Streaming television has resulted in a number of disruptions to the media landscape, and there's more fallout to come. The success of Disney+ has media companies scrambling to offer their own services, flooding the streaming market. This is on top of Netflix (NASDAQ:NFLX) and Hulu, which is majority owned by Disney (NYSE:DIS). Both of those have been around for years.
Where there seems to have been less disruption is in the sports landscape. There are major sports league contracts with media giants like ESPN, ABC, Fox, and others, but the regional sports scene is still dominated by smaller networks. And these small networks are finding themselves squeezed by a new media landscape that could hurt smaller media stocks.
The old world
It's worth looking back at how sports league licensing deals worked under the cable network model and how they're working with streaming. Here are the steps.
- League/team sells rights to a network. Leagues and teams have agreements with TV networks to carry their games. Some of these are national deals with leagues, but others are regional agreements with what's known as regional sports networks (RSNs). After buying the Fox Sports Networks, Sinclair Broadcast Group (NASDAQ:SBGI) is one of the largest of these RSNs. RSNs often agree to multiple regional deals to become the "go-to" spot for local or regional sports.
- Network negotiates fees with cable companies. Cable companies pay networks fees to be on their cable network. ESPN has long been the powerhouse of this fee structure, but as sports have become more important to cable subscribers, RSNs have been extracting higher fees as well.
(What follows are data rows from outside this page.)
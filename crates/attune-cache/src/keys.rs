use attune_core::{GuildId, UserId};
use sha2::{Digest, Sha256};

fn hash_hex(content: &str) -> String {
    let digest = Sha256::digest(content.as_bytes());
    hex::encode(digest)
}

pub fn sentiment_key(message: &str) -> String {
    format!("sentiment:{}", hash_hex(message))
}

pub fn topics_key(message: &str) -> String {
    format!("topics:{}", hash_hex(message))
}

pub fn response_key(guild_id: GuildId, user_id: UserId, message: &str) -> String {
    format!("response:{}:{}:{}", guild_id, user_id, hash_hex(message))
}

pub fn profile_key(user_id: UserId, guild_id: GuildId) -> String {
    format!("profile:{}:{}", user_id, guild_id)
}

/// ProviderRouter's response cache key (§4.7): `(guild, user,
/// hash(messages), modelCanonical, temperature, maxTokens)`.
pub fn request_key(
    guild_id: GuildId,
    user_id: UserId,
    messages_joined: &str,
    model_canonical: &str,
    temperature: f64,
    max_tokens: u32,
) -> String {
    let fingerprint = format!("{messages_joined}|{model_canonical}|{temperature}|{max_tokens}");
    format!(
        "response:{}:{}:{}",
        guild_id,
        user_id,
        hash_hex(&fingerprint)
    )
}

#[cfg(test)]
mod tests {
    use super::*;

    #[test]
    fn same_message_hashes_equal() {
        assert_eq!(sentiment_key("hello"), sentiment_key("hello"));
        assert_ne!(sentiment_key("hello"), sentiment_key("world"));
    }

    #[test]
    fn response_key_scopes_by_guild_and_user() {
        let a = response_key(GuildId::new(1), UserId::new(2), "hi");
        let b = response_key(GuildId::new(1), UserId::new(3), "hi");
        assert_ne!(a, b);
    }
}
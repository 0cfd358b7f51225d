//! Deterministic pseudo-randomness derived from the system clock,
//! avoiding a `rand` dependency for the handful of call sites that need
//! a coin flip (emoji chance, follow-up suggestions, the proactive
//! engagement nudge, backoff jitter).

use std::time::{SystemTime, UNIX_EPOCH};

/// A value in `[0, 1)` derived from the current nanosecond clock.
pub fn unit_interval() -> f64 {
    let nanos = SystemTime::now()
        .duration_since(UNIX_EPOCH)
        .map(|d| d.subsec_nanos())
        .unwrap_or(0);
    (nanos as f64) / (1_000_000_000.0)
}

/// `true` with probability `probability`, clamped to `[0, 1]`.
pub fn chance(probability: f64) -> bool {
    unit_interval() < probability.clamp(0.0, 1.0)
}

#[cfg(test)]
mod tests {
    use super::*;

    #[test]
    fn unit_interval_is_bounded() {
        let v = unit_interval();
        assert!((0.0..1.0).contains(&v));
    }

    #[test]
    fn chance_zero_is_never_true_and_one_is_always_true() {
        assert!(!chance(0.0));
        assert!(chance(1.0));
    }
}
use async_trait::async_trait;
use serde::Deserialize;
use tracing::{debug, warn};

use crate::provider::{AIProvider, ChatOptions, ChatOutcome, ProviderError, ProviderMessage};

const API_VERSION: &str = "2023-06-01";

pub struct AnthropicProvider {
    client: reqwest::Client,
    api_key: String,
    base_url: String,
    default_model: String,
}

impl AnthropicProvider {
    pub fn new(api_key: String, base_url: Option<String>, default_model: String) -> Self {
        Self {
            client: reqwest::Client::new(),
            api_key,
            base_url: base_url.unwrap_or_else(|| "https://api.anthropic.com".to_string()),
            default_model,
        }
    }
}

#[async_trait]
impl AIProvider for AnthropicProvider {
    fn name(&self) -> &str {
        "anthropic"
    }

    fn model_default(&self) -> &str {
        &self.default_model
    }

    async fn chat_completion(
        &self,
        messages: &[ProviderMessage],
        model: &str,
        opts: &ChatOptions,
    ) -> Result<ChatOutcome, ProviderError> {
        let vendor_model = model.strip_prefix("anthropic/").unwrap_or(model);
        let body = serde_json::json!({
            "model": vendor_model,
            "max_tokens": opts.max_tokens,
            "temperature": opts.temperature,
            "messages": messages.iter().map(|m| serde_json::json!({
                "role": m.role,
                "content": m.content,
            })).collect::<Vec<_>>(),
        });

        debug!(model = vendor_model, "sending request to Anthropic");

        let resp = self
            .client
            .post(format!("{}/v1/messages", self.base_url))
            .header("x-api-key", &self.api_key)
            .header("anthropic-version", API_VERSION)
            .header("content-type", "application/json")
            .json(&body)
            .send()
            .await?;

        let status = resp.status().as_u16();
        if status == 429 {
            return Err(ProviderError::RateLimited);
        }
        if status == 401 || status == 403 {
            let text = resp.text().await.unwrap_or_default();
            return Err(ProviderError::Auth(text));
        }
        if status == 400 {
            let text = resp.text().await.unwrap_or_default();
            return Err(ProviderError::BadRequest(text));
        }
        if !resp.status().is_success() {
            let text = resp.text().await.unwrap_or_default();
            warn!(status, body = %text, "Anthropic API error");
            return Err(ProviderError::Api {
                status,
                message: text,
            });
        }

        let parsed: AnthropicResponse = resp
            .json()
            .await
            .map_err(|e| ProviderError::Parse(e.to_string()))?;

        let content = parsed
            .content
            .into_iter()
            .filter_map(|b| b.text)
            .collect::<Vec<_>>()
            .join("");

        Ok(ChatOutcome {
            content,
            tokens_used: Some(parsed.usage.output_tokens),
            finish_reason: Some(parsed.stop_reason),
        })
    }
}

#[derive(Debug, Deserialize)]
struct AnthropicResponse {
    content: Vec<ContentBlock>,
    stop_reason: String,
    usage: Usage,
}

#[derive(Debug, Deserialize)]
struct ContentBlock {
    text: Option<String>,
}

#[derive(Debug, Deserialize)]
struct Usage {
    output_tokens: u32,
}
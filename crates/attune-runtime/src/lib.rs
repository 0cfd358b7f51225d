//! The composition root (§10.5): wires StateStore, Cache, ProviderRouter,
//! SafetyFilter, AdaptationEngine, ResponsePipeline, ImageSubsystem and
//! EventIngest together from a single loaded `Config`, owns the
//! background task set of §5, and shuts all of it down on one signal.
//!
//! Nothing in this crate reaches for a global. Every dependency is
//! constructed once here and handed down through constructor arguments —
//! the pattern every other crate in the workspace already follows.

mod providers;

use std::sync::Arc;
use std::time::Duration;

use attune_adaptation::AdaptationEngine;
use attune_cache::Cache;
use attune_core::platform::{PlatformActions, PlatformEvents};
use attune_core::{Config, CoreError, UserId};
use attune_ingest::{EventIngest, EventIngestConfig, WelcomeDmQueue};
use attune_pipeline::{ImageLimits, ImageSubsystem, ResponsePipeline};
use attune_providers::ProviderRouter;
use attune_safety::SafetyFilter;
use attune_store::StateStore;
use chrono::Duration as ChronoDuration;
use tokio::sync::watch;
use tokio::task::JoinHandle;
use tracing::{info, warn};

const CACHE_SWEEP_INTERVAL: Duration = Duration::from_secs(300);
const RETENTION_PURGE_INTERVAL: Duration = Duration::from_secs(24 * 3600);
const PROVIDER_TIMEOUT_SECS: u64 = 30;

/// Every long-lived resource the core owns, plus the handles needed to
/// join its background tasks at shutdown. Cloning the `Arc` fields out
/// is how a future command-handler layer (out of scope here) would
/// reach the same `ImageSubsystem`/`ProviderRouter` the message path uses.
pub struct RuntimeHandle {
    pub store: Arc<StateStore>,
    pub cache: Arc<Cache>,
    pub router: Arc<ProviderRouter>,
    pub safety: Arc<SafetyFilter>,
    pub adaptation: Arc<AdaptationEngine>,
    pub pipeline: Arc<ResponsePipeline>,
    pub image: Arc<ImageSubsystem>,
    shutdown_tx: watch::Sender<bool>,
    tasks: Vec<JoinHandle<()>>,
}

/// Load schema, construct every component, and spawn the background
/// task set of §5. `events`/`actions` are the platform boundary (§1 non-goal —
/// a Discord/Telegram adapter supplies these; this crate never assumes a
/// transport).
pub async fn start(
    config: Config,
    events: Box<dyn PlatformEvents>,
    actions: Arc<dyn PlatformActions>,
) -> Result<RuntimeHandle, CoreError> {
    let store = Arc::new(
        StateStore::open(&config.store.path)
            .map_err(|e| CoreError::StoreUnavailable(e.to_string()))?,
    );

    if config.cache.tier2_url.is_some() {
        warn!("cache.tier2_url is set but no tier-2 KV client is wired in this build, running tier-1-only");
    }
    let cache = Arc::new(Cache::new(config.cache.capacity, None));

    let (provider_slots, image_provider) = providers::build(&config.ai.providers, &config.ai.default_model);
    if provider_slots.is_empty() {
        warn!("no chat providers configured, ResponsePipeline will fall back on every request");
    }
    let router = Arc::new(ProviderRouter::new(
        provider_slots,
        Arc::clone(&cache),
        config.ai.fallback_model.clone(),
    ));

    let safety = Arc::new(SafetyFilter::new(Arc::clone(&store), &config));
    let adaptation = Arc::new(AdaptationEngine::new(
        Arc::clone(&store),
        config.adaptation.cooldown_secs,
        config.adaptation.event_ttl_secs,
    ));

    let pipeline = Arc::new(ResponsePipeline::new(
        Arc::clone(&store),
        Arc::clone(&router),
        Arc::clone(&actions),
        UserId::new(config.bot.user_id),
        config.bot.wake_words.clone(),
        config.ai.default_model.clone(),
        config.ai.temperature,
        config.ai.max_tokens,
        PROVIDER_TIMEOUT_SECS,
    ));

    let image = Arc::new(ImageSubsystem::new(
        Arc::clone(&cache),
        Arc::clone(&store),
        image_provider,
        ImageLimits {
            hourly_rate_user: config.image.hourly_rate_user,
            hourly_rate_moderator: config.image.hourly_rate_moderator,
            hourly_rate_admin: config.image.hourly_rate_admin,
            default_channel_id: config.image.default_channel_id,
        },
        config.image.prompt_blocklist.clone(),
    ));

    let (shutdown_tx, shutdown_rx) = watch::channel(false);

    let (welcome, welcome_task) = WelcomeDmQueue::spawn(
        Arc::clone(&actions),
        Duration::from_millis(config.welcome_dm.rate_ms),
        shutdown_rx.clone(),
    );

    let ingest = Arc::new(EventIngest::new(
        Arc::clone(&store),
        Arc::clone(&safety),
        Arc::clone(&adaptation),
        Arc::clone(&pipeline),
        Arc::clone(&actions),
        welcome,
        EventIngestConfig {
            welcome_dm_enabled: config.welcome_dm.enabled,
            welcome_dm_message: default_welcome_message(),
            quiet_hours_start: config.adaptation.quiet_hours_start,
            quiet_hours_end: config.adaptation.quiet_hours_end,
            low_engagement_floor_per_min: config.adaptation.low_engagement_floor_per_min,
        },
    ));

    let mut tasks = vec![welcome_task];

    tasks.push(tokio::spawn(cache_sweep(Arc::clone(&cache), shutdown_tx.subscribe())));
    tasks.push(tokio::spawn(adaptation_sweep(Arc::clone(&adaptation), shutdown_tx.subscribe())));
    tasks.push(tokio::spawn(retention_sweep(
        Arc::clone(&store),
        config.store.conversation_retention_days,
        config.store.resolved_appeal_retention_days,
        shutdown_tx.subscribe(),
    )));
    tasks.push(tokio::spawn({
        let ingest = Arc::clone(&ingest);
        let shutdown_rx = shutdown_rx.clone();
        async move { ingest.run(events, shutdown_rx).await }
    }));

    info!("runtime composition root started");

    Ok(RuntimeHandle {
        store,
        cache,
        router,
        safety,
        adaptation,
        pipeline,
        image,
        shutdown_tx,
        tasks,
    })
}

/// Signal shutdown and join every background task — no task is ever
/// abandoned (§10.5).
pub async fn shutdown(mut handle: RuntimeHandle) {
    let _ = handle.shutdown_tx.send(true);
    for task in handle.tasks.drain(..) {
        if let Err(e) = task.await {
            warn!(error = %e, "background task panicked during shutdown");
        }
    }
    handle.pipeline.join_pending_saves().await;
    info!("runtime composition root shut down");
}

async fn cache_sweep(cache: Arc<Cache>, mut shutdown: watch::Receiver<bool>) {
    let mut ticker = tokio::time::interval(CACHE_SWEEP_INTERVAL);
    loop {
        tokio::select! {
            _ = ticker.tick() => {
                cache.evict_expired(attune_core::time::now_unix());
            }
            _ = shutdown.changed() => {
                if *shutdown.borrow() {
                    break;
                }
            }
        }
    }
}

async fn adaptation_sweep(adaptation: Arc<AdaptationEngine>, shutdown: watch::Receiver<bool>) {
    adaptation.run(shutdown).await;
}

async fn retention_sweep(
    store: Arc<StateStore>,
    conversation_retention_days: u32,
    resolved_appeal_retention_days: u32,
    mut shutdown: watch::Receiver<bool>,
) {
    let mut ticker = tokio::time::interval(RETENTION_PURGE_INTERVAL);
    loop {
        tokio::select! {
            _ = ticker.tick() => {
                let now = attune_core::time::now();
                let session_cutoff = (now - ChronoDuration::days(conversation_retention_days as i64)).to_rfc3339();
                let violation_cutoff = (now - ChronoDuration::days(resolved_appeal_retention_days as i64)).to_rfc3339();
                match store.purge_retention(&session_cutoff, &violation_cutoff) {
                    Ok((sessions, violations)) => {
                        info!(sessions, violations, "retention purge completed");
                    }
                    Err(e) => warn!(error = %e, "retention purge failed"),
                }
            }
            _ = shutdown.changed() => {
                if *shutdown.borrow() {
                    break;
                }
            }
        }
    }
}

fn default_welcome_message() -> String {
    "Welcome! Glad to have you here — let me know if you need anything.".to_string()
}
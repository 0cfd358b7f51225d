//! `ResponsePipeline` (§4.8): the per-message orchestrator EventIngest
//! hands admitted messages to.

use std::sync::{Arc, Mutex};

use attune_core::{ChannelId, GuildId, IncomingMessage, MessageId, PlatformActions, SessionKey, UserId};
use attune_providers::{ChatOptions, ProviderMessage, ProviderRouter, RouteRequest};
use attune_store::types::{ConversationWindow, TurnRole};
use attune_store::StateStore;
use tokio::task::JoinHandle;
use tracing::warn;

use crate::cooldown::ResponseCooldown;
use crate::error::{PipelineError, Result};
use crate::{chunk, fast_response, identity, style_apply};

const FALLBACK_REPLIES: &[&str] = &[
    "Sorry, I hit a snag putting that together — mind trying again?",
    "Something went wrong on my end there. Give it another shot?",
    "I couldn't get that one right, try rephrasing and I'll have another go.",
];

pub struct ResponsePipeline {
    store: Arc<StateStore>,
    router: Arc<ProviderRouter>,
    actions: Arc<dyn PlatformActions>,
    cooldown: ResponseCooldown,
    bot_user_id: UserId,
    wake_words: Vec<String>,
    default_model: String,
    temperature: f64,
    max_tokens: u32,
    timeout_secs: u64,
    /// Outstanding session-save tasks (step 9), tracked so they can be
    /// joined at shutdown instead of abandoned (§9).
    pending_saves: Mutex<Vec<JoinHandle<()>>>,
}

impl ResponsePipeline {
    #[allow(clippy::too_many_arguments)]
    pub fn new(
        store: Arc<StateStore>,
        router: Arc<ProviderRouter>,
        actions: Arc<dyn PlatformActions>,
        bot_user_id: UserId,
        wake_words: Vec<String>,
        default_model: String,
        temperature: f64,
        max_tokens: u32,
        timeout_secs: u64,
    ) -> Self {
        Self {
            store,
            router,
            actions,
            cooldown: ResponseCooldown::new(),
            bot_user_id,
            wake_words,
            default_model,
            temperature,
            max_tokens,
            timeout_secs,
            pending_saves: Mutex::new(Vec::new()),
        }
    }

    /// Joins every outstanding session-save task. Called once at
    /// shutdown so no save is ever abandoned mid-flight (§9).
    pub async fn join_pending_saves(&self) {
        let handles: Vec<_> = self.pending_saves.lock().unwrap().drain(..).collect();
        for handle in handles {
            if let Err(e) = handle.await {
                warn!(error = %e, "session-save task panicked");
            }
        }
    }

    /// Entry point EventIngest calls for every admitted `messageCreate`
    /// (§4.8). `proactive_should_engage` is the already-computed §4.10
    /// score decision; `user_uses_emoji` reflects the caller's own
    /// emoji-usage heuristic over recent history.
    pub async fn handle_message(
        &self,
        msg: IncomingMessage,
        proactive_should_engage: bool,
        user_uses_emoji: bool,
        now_unix: f64,
        now_iso: &str,
    ) {
        // 1. Admission.
        if msg.author_is_bot || msg.author_id == self.bot_user_id {
            return;
        }

        if let Err(e) = self
            .try_respond(&msg, proactive_should_engage, user_uses_emoji, now_unix, now_iso)
            .await
        {
            warn!(error = %e, "response pipeline failed, emitting fallback");
            self.emit(msg.channel_id, msg.message_id, fallback_reply(now_unix))
                .await;
        }
    }

    async fn try_respond(
        &self,
        msg: &IncomingMessage,
        proactive_should_engage: bool,
        user_uses_emoji: bool,
        now_unix: f64,
        now_iso: &str,
    ) -> Result<()> {
        let guild_id = msg.guild_id.unwrap_or(GuildId::new(0));
        let channel_id = msg.channel_id;
        let user_id = msg.author_id;

        let guild_traits = self
            .store
            .get_guild_personality(guild_id)
            .map_err(PipelineError::from)?
            .map(|g| g.traits);
        let user_override = self
            .store
            .get_user_override(user_id, guild_id)
            .map_err(PipelineError::from)?;
        let active_adaptations = self
            .store
            .list_active_adaptations(guild_id)
            .map_err(PipelineError::from)?;
        let active_refs = active_adaptations.iter().collect();
        let traits = attune_personality::effective(
            guild_traits.as_ref(),
            user_override.as_ref(),
            active_refs,
        );

        // 2. IdentityResponder shortcut.
        if let Some(category) = identity::detect_question_type(&msg.content) {
            let style = identity::determine_style(&traits);
            let reply = identity::respond(category, style, now_unix);
            self.emit(channel_id, msg.message_id, &reply).await;
            return Ok(());
        }

        // 3. Fast-response shortcut.
        if let Some(reply) = fast_response::trivial_reply(&msg.content, &traits) {
            self.emit(channel_id, msg.message_id, reply).await;
            return Ok(());
        }

        // 4. Decide whether to respond at all.
        if !self.should_respond(msg, proactive_should_engage) {
            return Ok(());
        }

        // 8 (gate half). A rapid repeat from the same (channel, user)
        // within the anti-echo window is skipped before we do any work.
        if !self.cooldown.check_and_record(channel_id, user_id, now_unix) {
            return Ok(());
        }

        // 5. Personality + Context.
        let key = SessionKey::new(guild_id, channel_id, user_id);
        let mut window = self
            .store
            .load_session(&key)
            .map_err(PipelineError::from)?
            .unwrap_or_else(ConversationWindow::empty);
        let built = attune_context::build(&mut window, &msg.content, now_iso, &traits);

        // 6. Provider call.
        let messages: Vec<ProviderMessage> = built
            .messages
            .iter()
            .map(|m| ProviderMessage {
                role: role_str(m.role),
                content: m.content.clone(),
            })
            .collect();
        let route_request = RouteRequest {
            guild_id,
            user_id,
            messages,
            model: self.default_model.clone(),
            options: ChatOptions {
                temperature: self.temperature,
                max_tokens: self.max_tokens,
                timeout_secs: self.timeout_secs,
            },
        };
        let raw_reply = match self.router.route(route_request, now_unix).await {
            Ok(response) => response.content,
            Err(e) => return Err(PipelineError::from(e)),
        };

        // 7. Post-processing.
        let directives = attune_personality::style_directives(&traits);
        let final_reply = style_apply::post_process(
            &raw_reply,
            directives,
            &built.active_topics,
            user_uses_emoji,
            now_unix,
        );

        attune_context::append_assistant_turn(&mut window, &final_reply, now_iso);

        // 9. Session save, enqueued rather than awaited inline, but
        // tracked so shutdown can still join it.
        let store = Arc::clone(&self.store);
        let window_to_save = window.clone();
        let now_iso_owned = now_iso.to_string();
        let handle = tokio::spawn(async move {
            if let Err(e) = store.save_session(&key, &window_to_save, &now_iso_owned) {
                warn!(error = %e, "failed to persist session window");
            }
        });
        {
            let mut pending = self.pending_saves.lock().unwrap();
            pending.retain(|h| !h.is_finished());
            pending.push(handle);
        }

        // 10. Emit.
        self.emit(channel_id, msg.message_id, &final_reply).await;
        Ok(())
    }

    fn should_respond(&self, msg: &IncomingMessage, proactive_should_engage: bool) -> bool {
        if msg.guild_id.is_none() {
            return true;
        }
        if msg.mentions.contains(&self.bot_user_id) {
            return true;
        }
        let lower = msg.content.to_lowercase();
        if self.wake_words.iter().any(|w| lower.contains(w.as_str())) {
            return true;
        }
        proactive_should_engage
    }

    async fn emit(&self, channel_id: ChannelId, reply_to: Option<MessageId>, content: &str) {
        for (i, piece) in chunk::split_into_chunks(content).into_iter().enumerate() {
            let reply = if i == 0 { reply_to } else { None };
            if let Err(e) = self.actions.send_message(channel_id, &piece, reply).await {
                warn!(error = %e, "failed to send message chunk");
                break;
            }
        }
    }
}

fn role_str(role: TurnRole) -> &'static str {
    match role {
        TurnRole::User => "user",
        TurnRole::Assistant => "assistant",
        TurnRole::System => "system",
    }
}

fn fallback_reply(now: f64) -> &'static str {
    let idx = (now as u64 as usize) % FALLBACK_REPLIES.len();
    FALLBACK_REPLIES[idx]
}

#[cfg(test)]
mod tests {
    use super::*;
    use async_trait::async_trait;
    use attune_core::PlatformErrorKind;
    use std::sync::Mutex;

    struct RecordingActions {
        sent: Mutex<Vec<String>>,
    }

    #[async_trait]
    impl PlatformActions for RecordingActions {
        async fn send_message(
            &self,
            _channel_id: ChannelId,
            content: &str,
            _reply_to: Option<MessageId>,
        ) -> std::result::Result<(), PlatformErrorKind> {
            self.sent.lock().unwrap().push(content.to_string());
            Ok(())
        }
        async fn send_dm(&self, _user_id: UserId, _content: &str) -> std::result::Result<(), PlatformErrorKind> {
            Ok(())
        }
        async fn apply_timeout(&self, _: UserId, _: GuildId, _: u64) -> std::result::Result<(), PlatformErrorKind> {
            Ok(())
        }
        async fn apply_ban(&self, _: UserId, _: GuildId, _: Option<u64>, _: &str) -> std::result::Result<(), PlatformErrorKind> {
            Ok(())
        }
        async fn apply_kick(&self, _: UserId, _: GuildId, _: &str) -> std::result::Result<(), PlatformErrorKind> {
            Ok(())
        }
        async fn remove_role(&self, _: UserId, _: GuildId, _: &str) -> std::result::Result<(), PlatformErrorKind> {
            Ok(())
        }
        async fn add_role(&self, _: UserId, _: GuildId, _: &str) -> std::result::Result<(), PlatformErrorKind> {
            Ok(())
        }
    }

    fn dm_message(content: &str) -> IncomingMessage {
        IncomingMessage {
            guild_id: None,
            channel_id: ChannelId::new(1),
            message_id: None,
            author_id: UserId::new(2),
            author_is_bot: false,
            content: content.to_string(),
            attachments: vec![],
            mentions: vec![],
            mention_roles: 0,
            timestamp: "2026-01-01T00:00:00Z".to_string(),
        }
    }

    fn pipeline(actions: Arc<RecordingActions>) -> ResponsePipeline {
        let store = Arc::new(StateStore::open_in_memory().unwrap());
        let cache = Arc::new(attune_cache::Cache::new(10, None));
        let router = Arc::new(ProviderRouter::new(vec![], cache, "anthropic/claude-3-haiku".to_string()));
        ResponsePipeline::new(
            store,
            router,
            actions,
            UserId::new(999),
            vec!["astra".to_string()],
            "anthropic/claude-3-haiku".to_string(),
            0.7,
            1024,
            30,
        )
    }

    #[tokio::test]
    async fn identity_question_short_circuits_without_provider() {
        let actions = Arc::new(RecordingActions { sent: Mutex::new(vec![]) });
        let p = pipeline(Arc::clone(&actions));
        p.handle_message(dm_message("who are you?"), false, false, 0.0, "t0")
            .await;
        assert_eq!(actions.sent.lock().unwrap().len(), 1);
    }

    #[tokio::test]
    async fn bot_author_is_never_responded_to() {
        let actions = Arc::new(RecordingActions { sent: Mutex::new(vec![]) });
        let p = pipeline(Arc::clone(&actions));
        let mut msg = dm_message("hello");
        msg.author_is_bot = true;
        p.handle_message(msg, false, false, 0.0, "t0").await;
        assert!(actions.sent.lock().unwrap().is_empty());
    }

    #[tokio::test]
    async fn fast_response_shortcut_handles_greeting() {
        let actions = Arc::new(RecordingActions { sent: Mutex::new(vec![]) });
        let p = pipeline(Arc::clone(&actions));
        p.handle_message(dm_message("hi"), false, false, 0.0, "t0").await;
        assert_eq!(actions.sent.lock().unwrap().len(), 1);
    }

    #[tokio::test]
    async fn guild_message_without_mention_or_engagement_is_skipped() {
        let actions = Arc::new(RecordingActions { sent: Mutex::new(vec![]) });
        let p = pipeline(Arc::clone(&actions));
        let mut msg = dm_message("just chatting about nothing in particular");
        msg.guild_id = Some(GuildId::new(5));
        p.handle_message(msg, false, false, 0.0, "t0").await;
        assert!(actions.sent.lock().unwrap().is_empty());
    }

    #[tokio::test]
    async fn no_providers_configured_falls_back() {
        let actions = Arc::new(RecordingActions { sent: Mutex::new(vec![]) });
        let p = pipeline(Arc::clone(&actions));
        p.handle_message(dm_message("can you help me plan a trip to the mountains"), false, false, 0.0, "t0")
            .await;
        let sent = actions.sent.lock().unwrap();
        assert_eq!(sent.len(), 1);
        assert!(FALLBACK_REPLIES.contains(&sent[0].as_str()));
    }
}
- Customers are charged for cable packages. Cable companies aggregate dozens of channels together in order to offer packages that will be attractive to a wide swath of users.
Under this scenario, there was rarely a breakdown between leagues and networks, who negotiated long-term, highest-bidder deals on a regular basis. Customers also had little say because packages are effectively take it or leave it, particularly in markets where there was only one cable company.
When a breakdown occurred, it was often at step No. 2, between networks and cable companies. When a network demanded fees that were more than the cable company wanted to pay, a blackout of channels might occur. Sometimes these impasses would last for weeks or months. But pressure from customers would mount on cable companies, who often agreed to higher and higher fees over time and simply passed those fees on to customers.
The incentive of the cable company was to keep customers from leaving their service, and there was a time-sensitive nature to keeping them happy, especially as a sports league season was going on. The problem for all parties today is that the incentive isn't as strong as it once was.
Streaming is breaking sports television
The steps are similar today in streaming TV deals, but the players are different. Today, we're seeing an impasse between Sinclair and YouTube TV, Hulu + Live TV, fuboTV (NYSE:FUBO), and Sling TV as the incentives are changing. And Sinclair's RSNs have been off the air for most customers for nearly four months now with no end in sight.
As a business, Alphabet doesn't have a strong incentive to pay higher fees to Sinclair for RSNs, even if it loses some customers. YouTube TV is a tiny portion of Alphabet's (NASDAQ:GOOG)(NASDAQ:GOOGL) business, and if it fails Alphabet won't really feel it. The same can be said for Disney, which owns a controlling interest in Hulu. There's just not much incentive to pay higher fees to RSNs and squeeze margins for streaming TV services when these aren't core products in the business.
Sling TV, which is owned by Dish Network (NASDAQ:DISH), and fuboTV are in a different situation and have more incentive to get agreements with RSNs done, but they're probably eyeing what their larger rivals are doing before overpaying for RSNs.
This leaves Sinclair in the middle, with partners that have little incentive to budge. Sports leagues are getting paid from Sinclair whether they distribute content to cable and streaming networks or not. And tech and media giants that control streaming services have little incentive to bend over backward to get a deal done because streaming is a small part of their business.
The path forward may not look anything like what we have today, and for Sinclair the reality is already setting in with a $4.2 billion writedown of local sports assets in the third quarter of 2020.
What's the future of sports on TV?
What we've seen with streaming is content companies cutting out the cable middleman and going directly to customers. And they've been incredibly successful in doing so.
We could see sports leagues do the same thing. The NBA has proven there is interest in a direct membership with its League Pass product. But League Pass is an out-of-market product, blacking out local games, and it's still a partnership with the Turner Broadcasting System, which is owned by AT&T (NYSE:T).
Could we see sports leagues take this direct-to-the-customer model with their content? Or strike add-on deals with streaming services like Disney+ or Netflix?
What's becoming clearer is that the middlemen are losing their power, even in regional sports. That's not a good sign for Sinclair or even ESPN, the former powerhouse in sports. Direct-to-consumer looks like the future, and sports is heading in that direction, too.